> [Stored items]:

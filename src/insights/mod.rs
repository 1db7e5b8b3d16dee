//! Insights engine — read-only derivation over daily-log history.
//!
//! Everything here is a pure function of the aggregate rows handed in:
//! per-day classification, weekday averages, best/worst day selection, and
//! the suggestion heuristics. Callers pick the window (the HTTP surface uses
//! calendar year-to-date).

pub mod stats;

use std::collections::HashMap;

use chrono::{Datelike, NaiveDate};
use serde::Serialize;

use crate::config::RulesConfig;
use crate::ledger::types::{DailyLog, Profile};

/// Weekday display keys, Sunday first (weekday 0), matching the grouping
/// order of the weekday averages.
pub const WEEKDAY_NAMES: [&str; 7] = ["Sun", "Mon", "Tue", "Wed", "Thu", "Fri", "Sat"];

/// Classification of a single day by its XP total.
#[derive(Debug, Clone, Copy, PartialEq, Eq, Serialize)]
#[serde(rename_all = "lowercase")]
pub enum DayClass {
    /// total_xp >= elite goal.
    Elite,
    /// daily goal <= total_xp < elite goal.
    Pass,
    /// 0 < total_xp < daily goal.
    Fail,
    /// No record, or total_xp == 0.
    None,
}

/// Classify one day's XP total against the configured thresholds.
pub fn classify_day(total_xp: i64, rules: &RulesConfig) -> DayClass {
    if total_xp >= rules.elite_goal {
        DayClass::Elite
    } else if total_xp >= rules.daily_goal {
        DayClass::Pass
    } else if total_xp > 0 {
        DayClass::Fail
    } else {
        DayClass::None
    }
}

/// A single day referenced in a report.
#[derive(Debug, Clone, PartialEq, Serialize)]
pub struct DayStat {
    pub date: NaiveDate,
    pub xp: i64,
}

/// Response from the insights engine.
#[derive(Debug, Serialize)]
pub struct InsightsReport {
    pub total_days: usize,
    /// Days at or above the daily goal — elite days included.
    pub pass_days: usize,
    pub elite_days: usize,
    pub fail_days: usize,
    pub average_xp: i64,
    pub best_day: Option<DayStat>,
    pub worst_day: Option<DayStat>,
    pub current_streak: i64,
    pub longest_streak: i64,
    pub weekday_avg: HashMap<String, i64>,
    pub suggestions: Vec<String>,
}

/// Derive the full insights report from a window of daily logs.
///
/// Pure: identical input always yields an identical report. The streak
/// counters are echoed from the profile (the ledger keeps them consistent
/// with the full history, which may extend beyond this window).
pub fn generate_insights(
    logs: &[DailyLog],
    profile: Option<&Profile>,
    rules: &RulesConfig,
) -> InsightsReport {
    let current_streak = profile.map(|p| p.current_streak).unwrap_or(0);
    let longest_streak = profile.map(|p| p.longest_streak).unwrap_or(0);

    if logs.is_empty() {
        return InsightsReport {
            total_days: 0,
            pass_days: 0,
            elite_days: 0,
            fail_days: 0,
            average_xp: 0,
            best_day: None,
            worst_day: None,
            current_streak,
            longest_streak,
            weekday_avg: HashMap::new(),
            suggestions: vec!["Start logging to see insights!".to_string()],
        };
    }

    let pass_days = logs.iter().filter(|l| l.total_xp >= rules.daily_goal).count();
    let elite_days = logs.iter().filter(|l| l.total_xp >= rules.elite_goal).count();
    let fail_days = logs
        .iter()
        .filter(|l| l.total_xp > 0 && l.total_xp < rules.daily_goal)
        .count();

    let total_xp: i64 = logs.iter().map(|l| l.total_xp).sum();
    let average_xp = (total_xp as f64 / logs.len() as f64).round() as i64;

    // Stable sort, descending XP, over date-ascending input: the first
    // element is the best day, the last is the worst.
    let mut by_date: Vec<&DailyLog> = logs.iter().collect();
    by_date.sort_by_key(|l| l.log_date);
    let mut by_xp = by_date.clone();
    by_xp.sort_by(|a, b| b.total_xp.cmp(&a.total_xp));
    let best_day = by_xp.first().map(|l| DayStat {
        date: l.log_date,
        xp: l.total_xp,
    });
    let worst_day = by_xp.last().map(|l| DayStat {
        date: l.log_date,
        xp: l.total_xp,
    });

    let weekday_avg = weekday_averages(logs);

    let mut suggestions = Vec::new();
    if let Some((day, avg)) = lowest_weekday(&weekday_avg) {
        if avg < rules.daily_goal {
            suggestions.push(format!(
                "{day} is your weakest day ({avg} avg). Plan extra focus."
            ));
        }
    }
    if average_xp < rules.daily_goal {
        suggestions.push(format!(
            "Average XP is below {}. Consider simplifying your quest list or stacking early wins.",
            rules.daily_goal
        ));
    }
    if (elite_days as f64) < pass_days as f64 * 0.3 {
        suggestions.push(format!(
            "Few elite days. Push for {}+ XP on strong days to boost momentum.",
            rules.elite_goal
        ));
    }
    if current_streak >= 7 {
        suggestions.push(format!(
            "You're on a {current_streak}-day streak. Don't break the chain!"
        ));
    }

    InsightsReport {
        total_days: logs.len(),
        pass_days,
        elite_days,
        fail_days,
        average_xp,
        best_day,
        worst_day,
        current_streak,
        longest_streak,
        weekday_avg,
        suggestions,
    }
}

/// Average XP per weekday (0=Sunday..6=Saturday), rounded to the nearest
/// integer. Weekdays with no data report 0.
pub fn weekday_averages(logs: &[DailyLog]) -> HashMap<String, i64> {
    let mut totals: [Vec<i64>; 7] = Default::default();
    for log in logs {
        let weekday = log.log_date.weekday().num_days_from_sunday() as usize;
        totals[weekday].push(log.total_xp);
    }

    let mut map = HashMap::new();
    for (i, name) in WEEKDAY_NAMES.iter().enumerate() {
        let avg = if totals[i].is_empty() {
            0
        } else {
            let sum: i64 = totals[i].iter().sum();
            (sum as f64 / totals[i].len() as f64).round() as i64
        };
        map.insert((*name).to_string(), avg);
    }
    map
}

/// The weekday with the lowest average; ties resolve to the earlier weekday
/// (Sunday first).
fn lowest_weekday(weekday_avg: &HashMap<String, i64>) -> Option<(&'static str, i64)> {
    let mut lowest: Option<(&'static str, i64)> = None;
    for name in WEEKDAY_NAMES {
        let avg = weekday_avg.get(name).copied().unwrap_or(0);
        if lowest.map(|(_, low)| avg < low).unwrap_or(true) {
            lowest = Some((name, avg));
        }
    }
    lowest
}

> [Your instructions]: Each line in the records that carries "window" must be copied out.

> [Exercise answer]:
//! the suggestion heuristics. Callers pick the window (the HTTP surface uses
/// Derive the full insights report from a window of daily logs.
/// with the full history, which may extend beyond this window).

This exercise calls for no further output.